EXERCISE GOAL: Here are the records. Write out exactly the lines between the one holding "#[derive(Debug, Default)]" and the one holding "pub struct StatusPublisher", inclusive.
┌──
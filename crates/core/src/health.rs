use std::sync::Arc;
use std::sync::atomic::{AtomicU32, Ordering};
use std::time::Duration;

use tokio::sync::{Mutex, oneshot};

use crate::manager::{ConnectionManager, PathState};
use crate::status::{StatusPublisher, StatusUpdate};
use crate::store::ConfigStore;
use crate::tester::ProxyTester;

#[derive(Debug, Clone)]
pub struct HealthCheckConfig {
    /// Interval between probes; independent of the UI's polling cadence.
    pub interval: Duration,
    /// Consecutive probe failures before the status flips to disconnected.
    pub failure_threshold: u32,
}

impl Default for HealthCheckConfig {
    fn default() -> Self {
        Self {
            interval: Duration::from_secs(10),
            failure_threshold: 3,
        }
    }
}

/// Background loop that re-verifies the active path and keeps the Status
/// Publisher current. Probes are single-flight: the periodic cycle and the
/// manual trigger share one lock.
pub struct HealthMonitor {
    manager: Arc<ConnectionManager>,
    store: Arc<ConfigStore>,
    publisher: Arc<StatusPublisher>,
    tester: ProxyTester,
    config: HealthCheckConfig,
    consecutive_failures: AtomicU32,
    probe_lock: Mutex<()>,
}

impl HealthMonitor {
    pub fn new(
        manager: Arc<ConnectionManager>,
        store: Arc<ConfigStore>,
        publisher: Arc<StatusPublisher>,
        tester: ProxyTester,
        config: HealthCheckConfig,
    ) -> Self {
        Self {
            manager,
            store,
            publisher,
            tester,
            config,
            consecutive_failures: AtomicU32::new(0),
            probe_lock: Mutex::new(()),
        }
    }

    /// Run one probe cycle now. Returns whether the path is considered
    /// healthy afterwards. With no active path there is nothing to verify
    /// and the answer is true.
    pub async fn check_now(&self) -> bool {
        let _flight = self.probe_lock.lock().await;

        if self.manager.state().await != PathState::Active {
            self.consecutive_failures.store(0, Ordering::SeqCst);
            return true;
        }
        let Some(config) = self.manager.active_config().await else {
            return true;
        };

        let epoch = self.manager.epoch().await;
        let outcome = self.tester.probe(&config).await;
        if self.manager.epoch().await != epoch {
            // The path changed under the probe (manual toggle or a new
            // activation); its verdict no longer applies.
            log::debug!("discarding stale probe result");
            return true;
        }

        match outcome {
            Ok(latency_ms) => {
                self.consecutive_failures.store(0, Ordering::SeqCst);
                self.publisher.publish(StatusUpdate {
                    is_connected: Some(true),
                    latency_ms: Some(Some(latency_ms)),
                    last_error: Some(None),
                    ..Default::default()
                });
                log::debug!("health probe ok ({latency_ms} ms)");
                true
            }
            Err(e) => {
                let failures = self.consecutive_failures.fetch_add(1, Ordering::SeqCst) + 1;
                if failures < self.config.failure_threshold {
                    // Flap suppression: a blip below the threshold leaves
                    // the published status untouched.
                    log::debug!(
                        "health probe failed ({failures}/{}): {e}",
                        self.config.failure_threshold
                    );
                    return true;
                }

                let message = e.to_string();
                self.publisher.publish(StatusUpdate {
                    is_connected: Some(false),
                    latency_ms: Some(None),
                    last_error: Some(Some(message)),
                    ..Default::default()
                });
                log::warn!("health probe failed {failures} times in a row: {e}");

                if self.store.get_advanced().kill_switch {
                    match self.manager.deactivate().await {
                        Ok(()) => log::info!("kill switch engaged, proxy path torn down"),
                        Err(err) => log::warn!("kill switch could not deactivate: {err}"),
                    }
                }
                false
            }
        }
    }

    pub fn failure_count(&self) -> u32 {
        self.consecutive_failures.load(Ordering::SeqCst)
    }

    /// Probe on the configured interval until the shutdown signal fires.
    pub async fn run_loop(self: Arc<Self>, mut shutdown_rx: oneshot::Receiver<()>) {
        let mut interval = tokio::time::interval(self.config.interval);
        // The first tick fires immediately; skip it so a freshly activated
        // path is not probed twice in quick succession.
        interval.tick().await;

        log::info!(
            "health monitor running every {:?}, threshold {}",
            self.config.interval,
            self.config.failure_threshold
        );
        loop {
            tokio::select! {
                _ = interval.tick() => {
                    self.check_now().await;
                }
                _ = &mut shutdown_rx => {
                    log::info!("health monitor stopped");
                    break;
                }
            }
        }
    }
}
use std::sync::RwLock;

use crate::config::{ProxyConfig, ProxyStatus};

pub type StatusListener = Box<dyn Fn(&ProxyStatus) + Send + Sync>;

/// Partial status update. `None` leaves a field alone; the inner option is
/// the new value for the nullable fields.
#[derive(Debug, Default)]
pub struct StatusUpdate {
    pub is_connected: Option<bool>,
    pub config: Option<Option<ProxyConfig>>,
    pub latency_ms: Option<Option<u64>>,
    pub last_error: Option<Option<String>>,
}

/// Single source of truth for the externally visible connection status.
/// `publish` is the only mutation path; the Health Monitor and the
/// Connection Manager are its only callers. Reads never touch the network
/// and are safe at polling frequency.
pub struct StatusPublisher {
    status: RwLock<ProxyStatus>,
    listeners: RwLock<Vec<StatusListener>>,
}

impl StatusPublisher {
    pub fn new() -> Self {
        Self {
            status: RwLock::new(ProxyStatus::default()),
            listeners: RwLock::new(Vec::new()),
        }
    }

    /// Last known snapshot, non-blocking.
    pub fn get(&self) -> ProxyStatus {
        self.status.read().unwrap().clone()
    }

    /// Merge the update, stamp `last_updated`, notify subscribers with the
    /// resulting snapshot.
    pub fn publish(&self, update: StatusUpdate) -> ProxyStatus {
        let snapshot = {
            let mut status = self.status.write().unwrap();
            if let Some(value) = update.is_connected {
                status.is_connected = value;
            }
            if let Some(value) = update.config {
                status.config = value.map(|c| c.sanitized());
            }
            if let Some(value) = update.latency_ms {
                status.latency_ms = value;
            }
            if let Some(value) = update.last_error {
                status.last_error = value;
            }
            status.last_updated = chrono::Utc::now().to_rfc3339();
            status.clone()
        };

        // Listeners run outside the lock so a slow subscriber cannot stall
        // status reads.
        for listener in self.listeners.read().unwrap().iter() {
            listener(&snapshot);
        }
        snapshot
    }

    pub fn subscribe(&self, listener: StatusListener) {
        self.listeners.write().unwrap().push(listener);
    }
}

impl Default for StatusPublisher {
    fn default() -> Self {
        Self::new()
    }
}

#[cfg(test)]
mod tests {
    use super::*;
    use std::sync::Arc;
    use std::sync::atomic::{AtomicUsize, Ordering};

    #[test]
    fn publish_merges_partial_updates() {
        let publisher = StatusPublisher::new();
        publisher.publish(StatusUpdate {
            is_connected: Some(true),
            latency_ms: Some(Some(42)),
            ..Default::default()
        });
        publisher.publish(StatusUpdate {
            last_error: Some(Some("probe failed".to_string())),
            ..Default::default()
        });

        let status = publisher.get();
        assert!(status.is_connected);
        assert_eq!(status.latency_ms, Some(42));
        assert_eq!(status.last_error.as_deref(), Some("probe failed"));
    }

    #[test]
    fn publish_stamps_last_updated() {
        let publisher = StatusPublisher::new();
        let before = publisher.get().last_updated;
        std::thread::sleep(std::time::Duration::from_millis(5));
        publisher.publish(StatusUpdate::default());
        let after = publisher.get().last_updated;
        assert!(after > before);
    }

    #[test]
    fn published_config_is_sanitized() {
        let publisher = StatusPublisher::new();
        let config = ProxyConfig {
            host: "h".to_string(),
            password: Some("secret".to_string()),
            ..ProxyConfig::default()
        };
        publisher.publish(StatusUpdate {
            config: Some(Some(config)),
            ..Default::default()
        });
        assert_eq!(publisher.get().config.unwrap().password, None);
    }

    #[test]
    fn subscribers_observe_every_publish() {
        let publisher = StatusPublisher::new();
        let seen = Arc::new(AtomicUsize::new(0));
        let seen_clone = seen.clone();
        publisher.subscribe(Box::new(move |_| {
            seen_clone.fetch_add(1, Ordering::SeqCst);
        }));

        publisher.publish(StatusUpdate::default());
        publisher.publish(StatusUpdate {
            is_connected: Some(true),
            ..Default::default()
        });
        assert_eq!(seen.load(Ordering::SeqCst), 2);
    }
}
use std::time::{Duration, Instant};

use tokio::io::{AsyncReadExt, AsyncWriteExt};
use tokio::net::TcpStream;

use proxydesk_proxy::{
    ConnectOptions, ProxyEndpoint, connect_http_tunnel, connect_proxy_stream,
    connect_socks5_tunnel, socks5_handshake,
};

use crate::config::{ProxyConfig, ProxyTestResult, ProxyType};
use crate::error::{ProxyError, Result};

/// Where and how the tester talks to the outside world. The probe target is
/// a plain-HTTP IP echo service so the request can run through a raw tunnel;
/// tests point it at a local mock.
#[derive(Clone, Debug)]
pub struct TesterOptions {
    pub probe_host: String,
    pub probe_port: u16,
    /// Ceiling for a full connection test.
    pub test_timeout: Duration,
    /// Ceiling for a liveness probe.
    pub probe_timeout: Duration,
    /// Per-attempt TCP connect ceiling.
    pub connect_timeout: Duration,
}

impl Default for TesterOptions {
    fn default() -> Self {
        Self {
            probe_host: "api.ipify.org".to_string(),
            probe_port: 80,
            test_timeout: Duration::from_secs(8),
            probe_timeout: Duration::from_secs(3),
            connect_timeout: Duration::from_secs(5),
        }
    }
}

/// One-shot connection attempts through a candidate configuration. Failures
/// never escape as errors from `test`; they are folded into the result.
#[derive(Clone, Debug)]
pub struct ProxyTester {
    options: TesterOptions,
}

impl ProxyTester {
    pub fn new(options: TesterOptions) -> Self {
        Self { options }
    }

    pub fn options(&self) -> &TesterOptions {
        &self.options
    }

    /// Full connection test: handshake through the proxy, then a minimal
    /// HTTP exchange with the IP echo target. Latency covers the request
    /// round trip through the established tunnel.
    pub async fn test(&self, config: &ProxyConfig) -> ProxyTestResult {
        if let Err(e) = config.validate() {
            return ProxyTestResult::failure(format!("invalid configuration: {e}"));
        }

        match tokio::time::timeout(self.options.test_timeout, self.run_test(config)).await {
            Ok(Ok((latency_ms, external_ip))) => ProxyTestResult::success(latency_ms, external_ip),
            Ok(Err(e)) => ProxyTestResult::failure(e.to_string()),
            Err(_) => ProxyTestResult::failure("connection test timed out".to_string()),
        }
    }

    async fn run_test(&self, config: &ProxyConfig) -> Result<(u64, Option<String>)> {
        let mut stream = self
            .open_tunnel(config, &self.options.probe_host, self.options.probe_port)
            .await?;
        let start = Instant::now();
        let external_ip = fetch_external_ip(&mut stream, &self.options.probe_host).await?;
        let latency_ms = start.elapsed().as_millis() as u64;
        Ok((latency_ms, external_ip))
    }

    /// Lightweight liveness probe: connect and complete the protocol
    /// handshake, nothing more. Returns the handshake latency.
    pub async fn probe(&self, config: &ProxyConfig) -> Result<u64> {
        config.validate().map_err(ProxyError::Validation)?;
        let endpoint = endpoint_of(config);
        let connect_options = self.connect_options();
        let start = Instant::now();

        let handshake = async {
            match config.proxy_type {
                ProxyType::Socks5 => {
                    let mut stream = connect_proxy_stream(&endpoint, &connect_options).await?;
                    socks5_handshake(&mut stream, &endpoint).await?;
                    Ok::<_, proxydesk_proxy::TunnelError>(())
                }
                ProxyType::Http | ProxyType::Https => {
                    let (stream, _) = connect_http_tunnel(
                        &endpoint,
                        &self.options.probe_host,
                        self.options.probe_port,
                        &connect_options,
                    )
                    .await?;
                    drop(stream);
                    Ok(())
                }
            }
        };

        match tokio::time::timeout(self.options.probe_timeout, handshake).await {
            Ok(Ok(())) => Ok(start.elapsed().as_millis() as u64),
            Ok(Err(e)) => Err(e.into()),
            Err(_) => Err(ProxyError::connect("probe timed out")),
        }
    }

    /// Establish a verified session for the Connection Manager: the same
    /// connect logic as `test`, but the socket is handed back to be held as
    /// the active path rather than discarded.
    pub async fn establish(&self, config: &ProxyConfig) -> Result<(TcpStream, u64)> {
        config.validate().map_err(ProxyError::Validation)?;
        let endpoint = endpoint_of(config);
        let connect_options = self.connect_options();
        let start = Instant::now();

        let establish = async {
            match config.proxy_type {
                ProxyType::Socks5 => {
                    let mut stream = connect_proxy_stream(&endpoint, &connect_options).await?;
                    socks5_handshake(&mut stream, &endpoint).await?;
                    Ok::<_, proxydesk_proxy::TunnelError>(stream)
                }
                ProxyType::Http | ProxyType::Https => {
                    let (stream, _) = connect_http_tunnel(
                        &endpoint,
                        &self.options.probe_host,
                        self.options.probe_port,
                        &connect_options,
                    )
                    .await?;
                    Ok(stream)
                }
            }
        };

        match tokio::time::timeout(self.options.test_timeout, establish).await {
            Ok(Ok(stream)) => Ok((stream, start.elapsed().as_millis() as u64)),
            Ok(Err(e)) => Err(e.into()),
            Err(_) => Err(ProxyError::connect("activation timed out")),
        }
    }

    async fn open_tunnel(
        &self,
        config: &ProxyConfig,
        target_host: &str,
        target_port: u16,
    ) -> Result<TcpStream> {
        let endpoint = endpoint_of(config);
        let connect_options = self.connect_options();
        let stream = match config.proxy_type {
            ProxyType::Socks5 => {
                connect_socks5_tunnel(&endpoint, target_host, target_port, &connect_options).await?
            }
            ProxyType::Http | ProxyType::Https => {
                let (stream, _) =
                    connect_http_tunnel(&endpoint, target_host, target_port, &connect_options)
                        .await?;
                stream
            }
        };
        Ok(stream)
    }

    fn connect_options(&self) -> ConnectOptions {
        ConnectOptions {
            connect_timeout: Some(self.options.connect_timeout),
        }
    }
}

impl Default for ProxyTester {
    fn default() -> Self {
        Self::new(TesterOptions::default())
    }
}

fn endpoint_of(config: &ProxyConfig) -> ProxyEndpoint {
    ProxyEndpoint {
        host: config.host.clone(),
        port: config.port,
        username: config.username.clone(),
        password: config.password.clone(),
    }
}

/// Minimal HTTP exchange through the established tunnel: GET the echo
/// document, parse the response, return the body as the observed IP.
async fn fetch_external_ip(stream: &mut TcpStream, host: &str) -> Result<Option<String>> {
    let request =
        format!("GET / HTTP/1.1\r\nHost: {host}\r\nConnection: close\r\nAccept: text/plain\r\n\r\n");
    stream
        .write_all(request.as_bytes())
        .await
        .map_err(|e| ProxyError::connect(format!("failed to send probe request: {e}")))?;

    let mut buf = Vec::with_capacity(1024);
    let mut tmp = [0u8; 512];
    loop {
        let n = stream
            .read(&mut tmp)
            .await
            .map_err(|e| ProxyError::connect(format!("failed to read probe response: {e}")))?;
        if n == 0 {
            break;
        }
        buf.extend_from_slice(&tmp[..n]);
        if buf.len() > 64 * 1024 {
            return Err(ProxyError::Protocol("probe response too large".to_string()));
        }
    }

    let mut headers = [httparse::EMPTY_HEADER; 32];
    let mut response = httparse::Response::new(&mut headers);
    match response.parse(&buf) {
        Ok(httparse::Status::Complete(header_len)) => {
            let code = response.code.unwrap_or(0);
            if code != 200 {
                return Err(ProxyError::Protocol(format!(
                    "probe target returned HTTP {code}"
                )));
            }
            let body = String::from_utf8_lossy(&buf[header_len..]);
            let ip = body.trim();
            if ip.is_empty() {
                Ok(None)
            } else {
                Ok(Some(ip.to_string()))
            }
        }
        Ok(httparse::Status::Partial) => Err(ProxyError::Protocol(
            "probe response incomplete".to_string(),
        )),
        Err(e) => Err(ProxyError::Protocol(format!(
            "malformed probe response: {e}"
        ))),
    }
}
└──
RESPONSE AREA:
#[derive(Debug, Default)]
pub struct StatusUpdate {
    pub is_connected: Option<bool>,
    pub config: Option<Option<ProxyConfig>>,
    pub latency_ms: Option<Option<u64>>,
    pub last_error: Option<Option<String>>,
}

/// Single source of truth for the externally visible connection status.
/// `publish` is the only mutation path; the Health Monitor and the
/// Connection Manager are its only callers. Reads never touch the network
/// and are safe at polling frequency.
pub struct StatusPublisher {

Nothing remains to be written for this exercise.